[CINEPOCALYPSE 2018] ‘RELAXER’ Is The Best, Most Juvenile Y2K Apocalypse Comedy Of The Year

 

Joel Potrykus grabbed the attention of some horror fans with his second feature BUZZARD, in which the protagonist retrofits a Nintendo Power Glove with blades to mimic the iconic weapon of Freddy Krueger in A NIGHTMARE ON ELM STREET. BUZZARD is hardly a slasher, although the glove does get put to use. Mostly it follows Marty (Joshua Burge) drifting from one low-level scam to another, trying to scrape by as long as possible before his luck runs out. Potrykus’s follow-up was THE ALCHEMIST COOKBOOK, which edged a little closer to genre territory with its story of a young man who isolates himself in a trailer deep in the woods where he mixes chemical compounds and reads occult texts in an attempt to summon a demon to acquire riches beyond imagining. Like BUZZARD, though, the genre trappings are more set dressing for a character study of someone at a volatile period in their life. While both films had some comedic elements, they’re not exactly comedies; his latest feature, RELAXER, absolutely is. Not only that, but it’s flat-out goofy, a claustrophobic, gloriously juvenile comedy that seems like a curveball even from someone whose work has been unpredictable and unclassifiable.

 

 

As the film opens, Abbie (Joshua Burge) is in the midst of one of the endless “Challenges” put to him by his abusive older brother Cam (David Dastmalchian). This one involves Abbie drinking eight baby bottles of milk poured from a gallon jug, and requires him to drink each bottleful in a set amount of time (it may also include the game of Tony Hawk’s Pro Skater Abbie is playing). Also, he can’t leave the couch for a bathroom break. This Challenge ends about as well as any reasonable person would expect, and Abbie desperately asks Cam to come up with a final Challenge that he will definitely, 100% complete. Somehow Pac-Man enters the conversation, and Cam’s Challenge is for Abbie to beat level 256 in order to get a $100,000 prize. Again, without leaving the couch. And also before Cam comes back, which may or may not be before Y2K. Abbie launches into his marathon gaming session on his Nintendo 64, and the Challenge is on.

 

The opening 10 minutes or so of RELAXER is a good litmus test for whether or not a viewer will be on board with the whole thing as it basically follows the same formula: Abbie remains on the couch, visited by a series of characters who fill in some of his unexpectedly tragic backstory and/or mercilessly ridicule him.
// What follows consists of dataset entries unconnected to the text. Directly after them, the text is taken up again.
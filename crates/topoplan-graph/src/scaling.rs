//! Scaling-group resolution — validates the group hierarchy and computes
//! effective instance counts.
//!
//! Groups may contain node templates or other groups; nested groups multiply.
//! The resolver checks the membership DAG (no cycles, no double membership),
//! the instance-count policies (`min <= default <= max`, positive or
//! unbounded max), and the containment rule: a grouped template's containment
//! parent, if it is grouped at all, must share the member's group chain.
//! Otherwise the group multiplication and the containment distribution would
//! disagree about the member's copy count.

use std::collections::BTreeMap;

use topoplan_core::{
    GroupId, InstancePolicy, LogicalPlan, PlanError, PlanResult, ScalingGroup, TemplateId,
};

use crate::containment::ContainmentForest;
use crate::graph::TemplateGraph;

/// Fully resolved instance counts for one logical plan.
#[derive(Debug, Clone, Default)]
pub struct ResolvedScaling {
    /// Template id → total instance count across all group instances.
    pub node_counts: BTreeMap<TemplateId, u32>,
    /// Group id → total group-instance count (nested groups multiply).
    pub group_counts: BTreeMap<GroupId, u32>,
    /// Member id (template or group) → enclosing groups, outermost first.
    chains: BTreeMap<String, Vec<GroupId>>,
    /// Group id → transitive template members → copies per group instance.
    pub members_per_instance: BTreeMap<GroupId, BTreeMap<TemplateId, u32>>,
}

impl ResolvedScaling {
    /// Enclosing group chain of a template or group, outermost first.
    pub fn chain_of(&self, id: &str) -> &[GroupId] {
        self.chains.get(id).map(Vec::as_slice).unwrap_or(&[])
    }

    /// The innermost group enclosing both ids, if any.
    pub fn common_group(&self, a: &str, b: &str) -> Option<&str> {
        let (ca, cb) = (self.chain_of(a), self.chain_of(b));
        ca.iter()
            .zip(cb.iter())
            .take_while(|(x, y)| x == y)
            .map(|(x, _)| x.as_str())
            .last()
    }
}

/// Resolve the scaling hierarchy of `plan`.
///
/// `overrides` maps a template or group id to a planned count that replaces
/// its `default_instances` factor (used by deployment modification; empty for
/// a fresh expansion). The effective factor is validated against the policy
/// bounds either way.
pub fn resolve(
    plan: &LogicalPlan,
    graph: &TemplateGraph<'_>,
    forest: &ContainmentForest,
    overrides: &BTreeMap<String, u32>,
) -> PlanResult<ResolvedScaling> {
    let groups: BTreeMap<&str, &ScalingGroup> =
        plan.groups.iter().map(|g| (g.id.as_str(), g)).collect();

    // Membership: each template/group may appear in at most one group.
    let mut member_of: BTreeMap<&str, &str> = BTreeMap::new();
    for group in &plan.groups {
        for member in &group.members {
            if !graph.contains(member) && !groups.contains_key(member.as_str()) {
                return Err(PlanError::UnknownGroupMember {
                    group: group.id.clone(),
                    member: member.clone(),
                });
            }
            if let Some(existing) = member_of.insert(member, &group.id) {
                return Err(PlanError::MultipleGroupMembership {
                    member: member.clone(),
                    first: existing.to_string(),
                    second: group.id.clone(),
                });
            }
        }
    }

    // Cycle check: walk each group's enclosure chain upward.
    for group in &plan.groups {
        let mut seen = vec![group.id.as_str()];
        let mut current = group.id.as_str();
        while let Some(enclosing) = member_of.get(current) {
            if seen.contains(enclosing) {
                return Err(PlanError::GroupCycle {
                    groups: seen.iter().map(|s| s.to_string()).collect(),
                });
            }
            seen.push(enclosing);
            current = enclosing;
        }
    }

    // Effective factor per entity: override or default, validated in range.
    let factor = |id: &str, policy: &InstancePolicy| -> PlanResult<u32> {
        let max = policy
            .max_instances
            .resolve()
            .map_err(|detail| PlanError::InvalidInstanceRange {
                id: id.to_string(),
                detail,
            })?;
        if let Some(max) = max
            && policy.min_instances > max
        {
            return Err(PlanError::InvalidInstanceRange {
                id: id.to_string(),
                detail: format!(
                    "min_instances {} exceeds max_instances {max}",
                    policy.min_instances
                ),
            });
        }
        let n = overrides.get(id).copied().unwrap_or(policy.default_instances);
        if n < policy.min_instances || max.is_some_and(|m| n > m) {
            return Err(PlanError::InvalidInstanceRange {
                id: id.to_string(),
                detail: format!(
                    "instance count {n} outside [{}, {}]",
                    policy.min_instances,
                    max.map_or("unbounded".to_string(), |m| m.to_string())
                ),
            });
        }
        Ok(n)
    };

    let mut group_factors: BTreeMap<&str, u32> = BTreeMap::new();
    for group in &plan.groups {
        group_factors.insert(&group.id, factor(&group.id, &group.scalable)?);
    }

    // Enclosing chains, outermost first.
    let chain = |id: &str| -> Vec<GroupId> {
        let mut chain = Vec::new();
        let mut current = id;
        while let Some(enclosing) = member_of.get(current) {
            chain.push(enclosing.to_string());
            current = enclosing;
        }
        chain.reverse();
        chain
    };

    let mut chains: BTreeMap<String, Vec<GroupId>> = BTreeMap::new();
    let mut group_counts: BTreeMap<GroupId, u32> = BTreeMap::new();
    for group in &plan.groups {
        let enclosing = chain(&group.id);
        let multiplier: u32 = enclosing.iter().map(|g| group_factors[g.as_str()]).product();
        group_counts.insert(group.id.clone(), group_factors[group.id.as_str()] * multiplier);
        chains.insert(group.id.clone(), enclosing);
    }

    let mut node_counts: BTreeMap<TemplateId, u32> = BTreeMap::new();
    for id in graph.template_order() {
        let template = graph.template(id).expect("template in order map");
        let enclosing = chain(id);
        let multiplier: u32 = enclosing.iter().map(|g| group_factors[g.as_str()]).product();
        node_counts.insert(id.to_string(), factor(id, &template.scalable)? * multiplier);
        chains.insert(id.to_string(), enclosing);
    }

    // Containment rule: groups(parent) must be a subset of groups(member).
    for id in graph.template_order() {
        let member_chain = &chains[id];
        if let Some(parent) = forest.parent_of(id) {
            for parent_group in &chains[parent] {
                if !member_chain.contains(parent_group) {
                    return Err(PlanError::NonContainedGroupMembers {
                        member: id.to_string(),
                        group: parent_group.clone(),
                        parent: parent.to_string(),
                    });
                }
            }
        }
    }

    // Per group instance: how many copies of each transitive template member.
    let mut members_per_instance: BTreeMap<GroupId, BTreeMap<TemplateId, u32>> = BTreeMap::new();
    for group in &plan.groups {
        let group_count = group_counts[&group.id];
        let mut members = BTreeMap::new();
        for id in graph.template_order() {
            if !chains[id].contains(&group.id) {
                continue;
            }
            // Totals are factor * enclosing-group product, so this always
            // divides evenly. A zero-count group has no instances to fill.
            let per_instance = if group_count == 0 {
                0
            } else {
                node_counts[id] / group_count
            };
            members.insert(id.to_string(), per_instance);
        }
        members_per_instance.insert(group.id.clone(), members);
    }

    tracing::debug!(
        nodes = node_counts.len(),
        groups = group_counts.len(),
        "resolved scaling hierarchy"
    );

    Ok(ResolvedScaling {
        node_counts,
        group_counts,
        chains,
        members_per_instance,
    })
}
When he’s alone, Abbie tries to figure out how to get food or liquids without getting up. These schemes become progressively more outrageous and potentially dangerous as the Challenge stretches on and the threat of Y2K looms. Burge has to carry the entire film while sitting glued to a couch in his underwear doing weird junk, and he proves as he did in BUZZARD that he can make this kind of thing surprisingly sympathetic. The occasional intruders into his little world play off him in very different ways: Dallas (Andre Hyland) drops in after his shift at Media Play with a couple of two-liters of soda and taunts Abbie until he makes his own Challenge, while Arin (Adina Howard) stops by to check in on Abbie with genuine concern. Potrykus and his small cast mine these interactions for all they’re worth, reaching near-Jackass levels of juvenile antics one minute and investing Abbie with surprising pathos the next.

 

 

RELAXER was probably the single most divisive feature that played this year’s Cinepocalypse, hitting a few fellow writers’ Best Of lists while more than a few in attendance were deeply unhappy to have spent a viewing slot on it. But like Potrkyus’s previous films, there’s nothing out there quite like this. It’s worth a look just for its audaciously unique hybrid of deeply goofy, juvenile humor and a dark undercurrent running deep beneath its slapstick facade. You may laugh more during RELAXER than any of Potrkyus’s previous features, but you’ll probably feel worse about it on further reflection. Whether that’s something viewers will want to deal with or not is an open question, but the fact that a movie about a guy sitting on a couch gives the audience so much to reflect on afterward makes RELAXER more than just a high-concept gross-out.